From the top of the records below down to the line containing "use super::fetcher::JwksFetcher;", reproduce every line exactly.
::::::::
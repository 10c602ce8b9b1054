//! Process-wide JWKS cache.
//!
//! Responsibility:
//! - `kid` → key lookups served from memory
//! - refresh on miss, with concurrent misses coalesced into a single fetch
//! - keep the last good key set when a refresh fails
//!
//! The fetch runs on its own task. Callers only hold a `watch` receiver, so a
//! cancelled request never cancels a fetch other requests are waiting on.

use std::fmt;
use std::sync::{Arc, Mutex, PoisonError, RwLock};
use std::time::{Duration, Instant};

use async_trait::async_trait;
use tokio::sync::watch;

use super::fetcher::JwksFetcher;
use super::jwk::{KeyMap, PublicKey, index_keys};
use super::{KeyResolutionError, KeyResolver};

type RefreshOutcome = Result<(), KeyResolutionError>;
type InflightRefresh = watch::Receiver<Option<RefreshOutcome>>;

#[derive(Debug, Clone, Copy)]
pub struct KeyStoreOptions {
    /// Upper bound on one JWKS fetch.
    pub fetch_timeout: Duration,
    /// After a successful fetch, misses inside this window are answered from
    /// the current key set instead of refetching. Zero disables it.
    pub min_refresh_interval: Duration,
}

impl Default for KeyStoreOptions {
    fn default() -> Self {
        Self {
            fetch_timeout: Duration::from_secs(5),
            min_refresh_interval: Duration::ZERO,
        }
    }
}

struct Snapshot {
    keys: KeyMap,
    fetched_at: Instant,
}

struct Inner {
    fetcher: Arc<dyn JwksFetcher>,
    options: KeyStoreOptions,
    // Replaced wholesale on each successful fetch; never edited in place.
    snapshot: RwLock<Option<Arc<Snapshot>>>,
    inflight: Mutex<Option<InflightRefresh>>,
}

/// Cheap to clone; all clones share one cache.
#[derive(Clone)]
pub struct KeyStore {
    inner: Arc<Inner>,
}

impl fmt::Debug for KeyStore {
    fn fmt(&self, f: &mut fmt::Formatter<'_>) -> fmt::Result {
        f.debug_struct("KeyStore")
            .field("source", &self.inner.fetcher.source())
            .field("options", &self.inner.options)
            .field("cached_keys", &self.cached_len())
            .finish()
    }
}

impl KeyStore {
    pub fn new(fetcher: Arc<dyn JwksFetcher>, options: KeyStoreOptions) -> Self {
        Self {
            inner: Arc::new(Inner {
                fetcher,
                options,
                snapshot: RwLock::new(None),
                inflight: Mutex::new(None),
            }),
        }
    }

    /// Populate the cache ahead of the first request.
    pub async fn prime(&self) -> Result<usize, KeyResolutionError> {
        self.refresh().await?;
        Ok(self.cached_len())
    }

    pub fn cached_len(&self) -> usize {
        self.inner
            .current()
            .map(|s| s.keys.len())
            .unwrap_or_default()
    }

    fn cached(&self, kid: &str) -> Option<Arc<PublicKey>> {
        self.inner
            .current()
            .and_then(|s| s.keys.get(kid).cloned())
    }

    /// Cache first; on miss, join (or start) the single in-flight refresh and look again.
    pub async fn resolve(&self, kid: &str) -> Result<Arc<PublicKey>, KeyResolutionError> {
        if let Some(key) = self.cached(kid) {
            return Ok(key);
        }

        tracing::debug!(kid, "jwks cache miss");
        self.refresh().await?;

        self.cached(kid)
            .ok_or_else(|| KeyResolutionError::UnknownKey(kid.to_string()))
    }

    async fn refresh(&self) -> RefreshOutcome {
        let mut rx = {
            let mut slot = self
                .inner
                .inflight
                .lock()
                .unwrap_or_else(PoisonError::into_inner);

            match slot.as_ref() {
                Some(rx) => rx.clone(),
                None => {
                    if self.inner.cooling_down() {
                        tracing::debug!("jwks refresh skipped: within minimum refresh interval");
                        return Ok(());
                    }

                    let (tx, rx) = watch::channel(None);
                    *slot = Some(rx.clone());

                    let inner = Arc::clone(&self.inner);
                    tokio::spawn(async move {
                        let slot = InflightSlot(Arc::clone(&inner));
                        let outcome = inner.fetch_and_install().await;
                        // Clear the slot before publishing so the next miss burst starts a new fetch.
                        drop(slot);
                        let _ = tx.send(Some(outcome));
                    });

                    rx
                }
            }
        };

        let outcome = rx.wait_for(Option::is_some).await.map(|o| (*o).clone());
        match outcome {
            Ok(Some(result)) => result,
            _ => {
                // Sender dropped without publishing; the task died mid-fetch.
                self.inner.release_inflight(Some(&rx));
                Err(KeyResolutionError::FetchFailed(
                    "refresh task ended without a result".into(),
                ))
            }
        }
    }
}

/// Frees the in-flight slot when the refresh task ends, unwinding included.
struct InflightSlot(Arc<Inner>);

impl Drop for InflightSlot {
    fn drop(&mut self) {
        self.0.release_inflight(None);
    }
}

impl Inner {
    /// Empty the in-flight slot. With `only`, leave it alone unless it still
    /// holds that refresh's channel.
    fn release_inflight(&self, only: Option<&InflightRefresh>) {
        let mut slot = self.inflight.lock().unwrap_or_else(PoisonError::into_inner);
        let matches = match (slot.as_ref(), only) {
            (Some(current), Some(rx)) => current.same_channel(rx),
            _ => true,
        };
        if matches {
            slot.take();
        }
    }

    fn current(&self) -> Option<Arc<Snapshot>> {
        self.snapshot
            .read()
            .unwrap_or_else(PoisonError::into_inner)
            .clone()
    }

    fn cooling_down(&self) -> bool {
        let window = self.options.min_refresh_interval;
        !window.is_zero()
            && self
                .current()
                .is_some_and(|s| s.fetched_at.elapsed() < window)
    }

    async fn fetch_and_install(&self) -> RefreshOutcome {
        let source = self.fetcher.source();
        let fetched = tokio::time::timeout(self.options.fetch_timeout, self.fetcher.fetch()).await;

        let set = match fetched {
            Ok(Ok(set)) => set,
            Ok(Err(err)) => {
                tracing::warn!(source, error = %err, "jwks fetch failed");
                return Err(KeyResolutionError::FetchFailed(err.to_string()));
            }
            Err(_) => {
                tracing::warn!(
                    source,
                    timeout_ms = self.options.fetch_timeout.as_millis() as u64,
                    "jwks fetch timed out"
                );
                return Err(KeyResolutionError::FetchFailed("timed out".into()));
            }
        };

        let keys = index_keys(&set);
        if keys.is_empty() {
            tracing::warn!(source, "jwks document has no usable keys; keeping current key set");
            return Err(KeyResolutionError::FetchFailed("no usable keys".into()));
        }

        tracing::info!(source, keys = keys.len(), "jwks refreshed");
        let snapshot = Arc::new(Snapshot {
            keys,
            fetched_at: Instant::now(),
        });
        *self.snapshot.write().unwrap_or_else(PoisonError::into_inner) = Some(snapshot);

        Ok(())
    }
}

#[async_trait]
impl KeyResolver for KeyStore {
    async fn resolve(&self, kid: &str) -> Result<Arc<PublicKey>, KeyResolutionError> {
        KeyStore::resolve(self, kid).await
    }
}
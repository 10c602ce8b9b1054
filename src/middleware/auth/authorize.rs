use std::sync::Arc;

use async_trait::async_trait;

use crate::api::v1::extractors::RequestCtx;
use crate::services::auth::rules::{Decision, RuleTable};
use crate::services::gateway::GatewayError;

use super::chain::Stage;

/// Gate the operation on the caller's capabilities.
#[derive(Debug, Clone)]
pub struct AuthorizationStage {
    rules: Arc<RuleTable>,
}

impl AuthorizationStage {
    pub fn new(rules: Arc<RuleTable>) -> Self {
        Self { rules }
    }
}

#[async_trait]
impl Stage for AuthorizationStage {
    fn name(&self) -> &'static str {
        "authorize"
    }

    async fn apply(&self, operation: &str, ctx: RequestCtx) -> Result<RequestCtx, GatewayError> {
        match self.rules.authorize(operation, ctx.caller()) {
            Decision::Allow => Ok(ctx),
            Decision::Deny => {
                tracing::info!(
                    operation,
                    request_id = ctx.request_id(),
                    authenticated = ctx.is_authenticated(),
                    rule = ?self.rules.rule_for(operation),
                    "operation denied"
                );
                Err(GatewayError::Forbidden {
                    operation: operation.to_string(),
                })
            }
        }
    }
}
::::::::
● **RESPONSE**
repository 10c602ce8b9b1054
//! Process-wide JWKS cache.
//!
//! Responsibility:
//! - `kid` → key lookups served from memory
//! - refresh on miss, with concurrent misses coalesced into a single fetch
//! - keep the last good key set when a refresh fails
//!
//! The fetch runs on its own task. Callers only hold a `watch` receiver, so a
//! cancelled request never cancels a fetch other requests are waiting on.

use std::fmt;
use std::sync::{Arc, Mutex, PoisonError, RwLock};
use std::time::{Duration, Instant};

use async_trait::async_trait;
use tokio::sync::watch;

use super::fetcher::JwksFetcher;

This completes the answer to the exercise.